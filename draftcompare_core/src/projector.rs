use crate::catalog::CardCatalog;
use crate::stats::{Caliber, Grade, Metric, StatBundle};

/// Pair key of the aggregate slice
pub const AGGREGATE_PAIR: &str = "all";

/// Z-scores are clamped to this magnitude before being placed on a scale
pub const Z_SCORE_LIMIT: f64 = 3.0;

/// One render-ready line of the comparison table
#[derive(Debug, Clone, PartialEq)]
pub struct StatRow {
    /// Card name, or the uppercase pair code in a drill-down
    pub label: String,
    /// Card the row was built from
    pub card: String,
    /// Pair key of the slice the numbers come from
    pub pair: String,
    pub win_rate: f64,
    pub grade: Grade,
    /// Raw, unclamped
    pub z_score: f64,
    pub average_last_seen_at: Option<f64>,
    pub number_seen_in_hand: u64,
}

impl StatRow {
    fn from_bundle(
        label: String,
        card: &str,
        pair: &str,
        bundle: &StatBundle,
        metric: Metric,
    ) -> Option<Self> {
        let stats = bundle.metric(metric)?;
        Some(Self {
            label,
            card: card.to_string(),
            pair: pair.to_string(),
            win_rate: stats.win_rate,
            grade: stats.grade,
            z_score: stats.z_score,
            average_last_seen_at: bundle.average_last_seen_at,
            number_seen_in_hand: bundle.number_seen_in_hand,
        })
    }

    /// Position of the grade on the 14-step scale, 0 = S
    pub fn grade_index(&self) -> usize {
        self.grade.ordinal()
    }

    pub fn win_rate_text(&self) -> String {
        format_win_rate(self.win_rate)
    }

    pub fn alsa_text(&self) -> String {
        format_alsa(self.average_last_seen_at)
    }

    /// True for the per-pair rows of a drill-down
    pub fn is_pair_breakdown(&self) -> bool {
        self.label != self.card
    }
}

/// Build the comparison table for the chosen cards.
///
/// Cards without a bundle (or without the metric) at `(caliber, pair_key)` are
/// skipped. Rows are sorted by descending z-score. When only one card yields a
/// row, the table instead lists that card's every pair slice, in dataset order
/// with the last one moved to the front.
pub fn project(
    catalog: &CardCatalog,
    selected: &[String],
    caliber: Caliber,
    pair_key: &str,
    metric: Metric,
) -> Vec<StatRow> {
    let mut rows: Vec<StatRow> = selected
        .iter()
        .filter_map(|name| {
            let bundle = catalog.get(name)?.bundle(caliber, pair_key)?;
            StatRow::from_bundle(name.clone(), name, pair_key, bundle, metric)
        })
        .collect();

    if rows.len() == 1 {
        return drill_down(catalog, &rows[0].card, caliber, metric);
    }

    rows.sort_by(|a, b| b.z_score.total_cmp(&a.z_score));
    rows
}

/// One row per pair slice of a single card
fn drill_down(catalog: &CardCatalog, card: &str, caliber: Caliber, metric: Metric) -> Vec<StatRow> {
    let Some(record) = catalog.get(card) else {
        return Vec::new();
    };

    let mut rows: Vec<StatRow> = record
        .pairs(caliber)
        .iter()
        .filter_map(|pair| {
            let aggregate = pair.key == AGGREGATE_PAIR;
            let label = if aggregate {
                card.to_string()
            } else {
                pair.key.to_uppercase()
            };
            let mut row = StatRow::from_bundle(label, card, &pair.key, &pair.bundle, metric)?;
            if !aggregate {
                row.average_last_seen_at = None;
            }
            Some(row)
        })
        .collect();

    if !rows.is_empty() {
        rows.rotate_right(1);
    }
    rows
}

/// Win rate as a percentage with one decimal: scale by 1000, round, put the
/// point after the first two digits. 0.642 -> "64.2%". Values that round to
/// 1000 or to fewer than three digits come out misplaced ("10.00%", "64.%").
pub fn format_win_rate(win_rate: f64) -> String {
    let digits = ((win_rate * 1000.0).round() as i64).to_string();
    let split = digits
        .char_indices()
        .nth(2)
        .map(|(i, _)| i)
        .unwrap_or(digits.len());
    format!("{}.{}%", &digits[..split], &digits[split..])
}

/// Average pick position with one decimal, empty when absent
pub fn format_alsa(alsa: Option<f64>) -> String {
    match alsa {
        Some(value) => {
            let tenths = (value * 10.0).round() as i64;
            format!("{}.{}", tenths / 10, (tenths % 10).abs())
        }
        None => String::new(),
    }
}

/// Clamp `z_score` to ±3 and map it linearly onto `[start, end]`
pub fn z_score_position(z_score: f64, start: f64, end: f64) -> f64 {
    let clamped = z_score.clamp(-Z_SCORE_LIMIT, Z_SCORE_LIMIT);
    let t = (clamped + Z_SCORE_LIMIT) / (2.0 * Z_SCORE_LIMIT);
    start + (end - start) * t
}

#[cfg(test)]
mod tests {
    use super::*;
    use crate::stats::{MetricStats, PairStats, StatRecord};

    fn bundle(z: f64, alsa: Option<f64>) -> StatBundle {
        let stats = MetricStats {
            win_rate: 0.55 + z / 100.0,
            grade: Grade::B,
            z_score: z,
        };
        StatBundle {
            metrics: [None, Some(stats), None],
            average_last_seen_at: alsa,
            number_seen_in_hand: 100,
        }
    }

    fn record(pairs: &[(&str, f64)]) -> StatRecord {
        StatRecord {
            png: None,
            all: pairs
                .iter()
                .map(|(key, z)| PairStats {
                    key: key.to_string(),
                    bundle: bundle(*z, Some(3.0)),
                })
                .collect(),
            top: Vec::new(),
        }
    }

    fn names(list: &[&str]) -> Vec<String> {
        list.iter().map(|s| s.to_string()).collect()
    }

    fn labels(rows: &[StatRow]) -> Vec<&str> {
        rows.iter().map(|r| r.label.as_str()).collect()
    }

    fn sample_catalog() -> CardCatalog {
        CardCatalog::from_records(vec![
            ("Opt".to_string(), record(&[("ur", 0.5), ("wb", -0.3), ("all", 1.2)])),
            ("Shock".to_string(), record(&[("all", 2.0)])),
            ("Negate".to_string(), record(&[("ur", 0.1), ("all", -0.4)])),
            ("Island".to_string(), record(&[])),
        ])
    }

    #[test]
    fn test_sorted_by_descending_z() {
        let catalog = sample_catalog();
        let rows = project(
            &catalog,
            &names(&["Negate", "Opt", "Shock"]),
            Caliber::All,
            "all",
            Metric::GIH,
        );
        assert_eq!(labels(&rows), vec!["Shock", "Opt", "Negate"]);
    }

    #[test]
    fn test_missing_bundles_are_skipped() {
        let catalog = sample_catalog();
        let rows = project(
            &catalog,
            &names(&["Opt", "Negate", "Shock", "Island", "Unknown"]),
            Caliber::All,
            "ur",
            Metric::GIH,
        );
        assert_eq!(labels(&rows), vec!["Opt", "Negate"]);
        assert!(rows.iter().all(|r| r.pair == "ur"));
    }

    #[test]
    fn test_missing_caliber_or_metric_is_skipped() {
        let catalog = sample_catalog();
        let selected = names(&["Opt", "Shock"]);
        assert!(project(&catalog, &selected, Caliber::Top, "all", Metric::GIH).is_empty());
        assert!(project(&catalog, &selected, Caliber::All, "all", Metric::OH).is_empty());
    }

    #[test]
    fn test_single_card_drill_down() {
        let catalog = sample_catalog();
        let rows = project(&catalog, &names(&["Opt"]), Caliber::All, "all", Metric::GIH);

        assert_eq!(labels(&rows), vec!["Opt", "UR", "WB"]);
        assert_eq!(rows[0].z_score, 1.2);
        assert_eq!(rows[0].average_last_seen_at, Some(3.0));
        assert!(rows[1..].iter().all(|r| r.average_last_seen_at.is_none()));
        assert!(!rows[0].is_pair_breakdown());
        assert!(rows[1].is_pair_breakdown());
    }

    #[test]
    fn test_drill_down_moves_last_row_first_without_sorting() {
        let catalog = CardCatalog::from_records(vec![(
            "Opt".to_string(),
            record(&[("wu", -1.0), ("all", 0.0), ("ub", 2.0)]),
        )]);
        let rows = project(&catalog, &names(&["Opt"]), Caliber::All, "all", Metric::GIH);
        assert_eq!(labels(&rows), vec!["UB", "WU", "Opt"]);
    }

    #[test]
    fn test_drill_down_when_only_one_of_many_has_data() {
        let catalog = sample_catalog();
        let rows = project(
            &catalog,
            &names(&["Shock", "Island"]),
            Caliber::All,
            "all",
            Metric::GIH,
        );
        assert_eq!(labels(&rows), vec!["Shock"]);

        let rows = project(
            &catalog,
            &names(&["Island", "Negate"]),
            Caliber::All,
            "ur",
            Metric::GIH,
        );
        assert_eq!(labels(&rows), vec!["Negate", "UR"]);
    }

    #[test]
    fn test_nothing_selected() {
        let catalog = sample_catalog();
        assert!(project(&catalog, &[], Caliber::All, "all", Metric::GIH).is_empty());
    }

    #[test]
    fn test_format_win_rate() {
        assert_eq!(format_win_rate(0.642), "64.2%");
        assert_eq!(format_win_rate(0.5), "50.0%");
        assert_eq!(format_win_rate(0.5714), "57.1%");
        assert_eq!(format_win_rate(0.994), "99.4%");
    }

    #[test]
    fn test_format_win_rate_known_breakage() {
        // rounds to 1000
        assert_eq!(format_win_rate(0.9996), "10.00%");
        // only two digits survive scaling
        assert_eq!(format_win_rate(0.0642), "64.%");
    }

    #[test]
    fn test_format_alsa() {
        assert_eq!(format_alsa(Some(4.21)), "4.2");
        assert_eq!(format_alsa(Some(2.0)), "2.0");
        assert_eq!(format_alsa(Some(11.96)), "12.0");
        assert_eq!(format_alsa(None), "");
    }

    #[test]
    fn test_z_score_position_clamps() {
        assert_eq!(z_score_position(0.0, 0.0, 60.0), 30.0);
        assert_eq!(z_score_position(3.0, 0.0, 60.0), 60.0);
        assert_eq!(z_score_position(-7.5, 0.0, 60.0), 0.0);
        assert_eq!(z_score_position(12.0, 10.0, 20.0), 20.0);
        assert_eq!(z_score_position(1.5, 0.0, 40.0), 30.0);
    }

    #[test]
    fn test_grade_index_exposed() {
        let catalog = sample_catalog();
        let rows = project(&catalog, &names(&["Shock", "Opt"]), Caliber::All, "all", Metric::GIH);
        assert!(rows.iter().all(|r| r.grade_index() == Grade::B.ordinal()));
        assert_eq!(rows[0].win_rate_text(), "57.0%");
    }
}
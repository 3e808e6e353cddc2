pub mod color_strip;
pub mod debug_corner;
pub mod detail;
pub mod hud;
pub mod popup;
pub mod result_list;
pub mod search_box;
pub mod stats_table;
pub mod theme;

pub use theme::Theme;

Problem → Count up the lines in the records that contain the word "decimal" and reply with that figure only.

Exercise result → 2